### [MATERIAL PROVIDED]
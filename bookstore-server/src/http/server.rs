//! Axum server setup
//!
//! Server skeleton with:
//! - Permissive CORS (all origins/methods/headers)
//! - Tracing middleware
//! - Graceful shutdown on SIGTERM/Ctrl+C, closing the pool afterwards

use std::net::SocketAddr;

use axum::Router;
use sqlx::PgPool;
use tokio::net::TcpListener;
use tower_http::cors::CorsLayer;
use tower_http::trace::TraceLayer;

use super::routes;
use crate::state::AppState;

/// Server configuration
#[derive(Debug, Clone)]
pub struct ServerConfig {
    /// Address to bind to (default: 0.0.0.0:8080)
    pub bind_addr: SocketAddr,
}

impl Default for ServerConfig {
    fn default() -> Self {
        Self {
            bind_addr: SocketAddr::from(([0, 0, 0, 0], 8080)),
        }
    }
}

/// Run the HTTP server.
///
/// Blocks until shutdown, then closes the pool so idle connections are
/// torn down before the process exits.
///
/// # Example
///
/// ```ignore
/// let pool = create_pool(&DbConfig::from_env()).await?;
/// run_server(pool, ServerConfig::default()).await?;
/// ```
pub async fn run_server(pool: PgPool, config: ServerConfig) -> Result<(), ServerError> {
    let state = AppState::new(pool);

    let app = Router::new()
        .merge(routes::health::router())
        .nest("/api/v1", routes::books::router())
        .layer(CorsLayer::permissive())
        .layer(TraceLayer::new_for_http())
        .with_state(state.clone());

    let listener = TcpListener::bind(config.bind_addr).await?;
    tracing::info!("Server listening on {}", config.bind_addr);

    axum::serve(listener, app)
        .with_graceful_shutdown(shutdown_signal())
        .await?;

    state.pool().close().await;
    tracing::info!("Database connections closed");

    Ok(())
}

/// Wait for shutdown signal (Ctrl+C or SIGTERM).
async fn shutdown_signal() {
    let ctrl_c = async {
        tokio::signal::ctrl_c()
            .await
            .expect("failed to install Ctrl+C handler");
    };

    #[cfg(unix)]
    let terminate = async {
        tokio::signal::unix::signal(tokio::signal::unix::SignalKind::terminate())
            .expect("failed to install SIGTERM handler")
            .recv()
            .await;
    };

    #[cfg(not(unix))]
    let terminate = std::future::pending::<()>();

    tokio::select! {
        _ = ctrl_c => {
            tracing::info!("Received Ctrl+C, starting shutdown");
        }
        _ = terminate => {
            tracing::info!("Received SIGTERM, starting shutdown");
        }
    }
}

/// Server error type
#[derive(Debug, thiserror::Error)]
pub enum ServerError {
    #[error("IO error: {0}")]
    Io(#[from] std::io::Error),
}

### [WHAT IS BEING ASKED]
Copy every record above exactly as it appears.

### [FINAL ANSWER]
filename bookstore-server/src/http/server.rs
//! Axum server setup
//!
//! Server skeleton with:
//! - Permissive CORS (all origins/methods/headers)
//! - Tracing middleware
//! - Graceful shutdown on SIGTERM/Ctrl+C, closing the pool afterwards

use std::net::SocketAddr;

use axum::Router;
use sqlx::PgPool;
use tokio::net::TcpListener;
use tower_http::cors::CorsLayer;
use tower_http::trace::TraceLayer;

use super::routes;
use crate::state::AppState;

/// Server configuration
#[derive(Debug, Clone)]
pub struct ServerConfig {
    /// Address to bind to (default: 0.0.0.0:8080)
    pub bind_addr: SocketAddr,
}

impl Default for ServerConfig {
    fn default() -> Self {
        Self {
            bind_addr: SocketAddr::from(([0, 0, 0, 0], 8080)),
        }
    }
}

/// Run the HTTP server.
///
/// Blocks until shutdown, then closes the pool so idle connections are
/// torn down before the process exits.
///
/// # Example
///
/// ```ignore
/// let pool = create_pool(&DbConfig::from_env()).await?;
/// run_server(pool, ServerConfig::default()).await?;
/// ```
pub async fn run_server(pool: PgPool, config: ServerConfig) -> Result<(), ServerError> {
    let state = AppState::new(pool);

    let app = Router::new()
        .merge(routes::health::router())
        .nest("/api/v1", routes::books::router())
        .layer(CorsLayer::permissive())
        .layer(TraceLayer::new_for_http())
        .with_state(state.clone());

    let listener = TcpListener::bind(config.bind_addr).await?;
    tracing::info!("Server listening on {}", config.bind_addr);

    axum::serve(listener, app)
        .with_graceful_shutdown(shutdown_signal())
        .await?;

    state.pool().close().await;
    tracing::info!("Database connections closed");

    Ok(())
}

/// Wait for shutdown signal (Ctrl+C or SIGTERM).
async fn shutdown_signal() {
    let ctrl_c = async {
        tokio::signal::ctrl_c()
            .await
            .expect("failed to install Ctrl+C handler");
    };

    #[cfg(unix)]
    let terminate = async {
        tokio::signal::unix::signal(tokio::signal::unix::SignalKind::terminate())
            .expect("failed to install SIGTERM handler")
            .recv()
            .await;
    };

    #[cfg(not(unix))]
    let terminate = std::future::pending::<()>();

    tokio::select! {
        _ = ctrl_c => {
            tracing::info!("Received Ctrl+C, starting shutdown");
        }
        _ = terminate => {
            tracing::info!("Received SIGTERM, starting shutdown");
        }
    }
}

/// Server error type
#[derive(Debug, thiserror::Error)]
pub enum ServerError {
    #[error("IO error: {0}")]
    Io(#[from] std::io::Error),
}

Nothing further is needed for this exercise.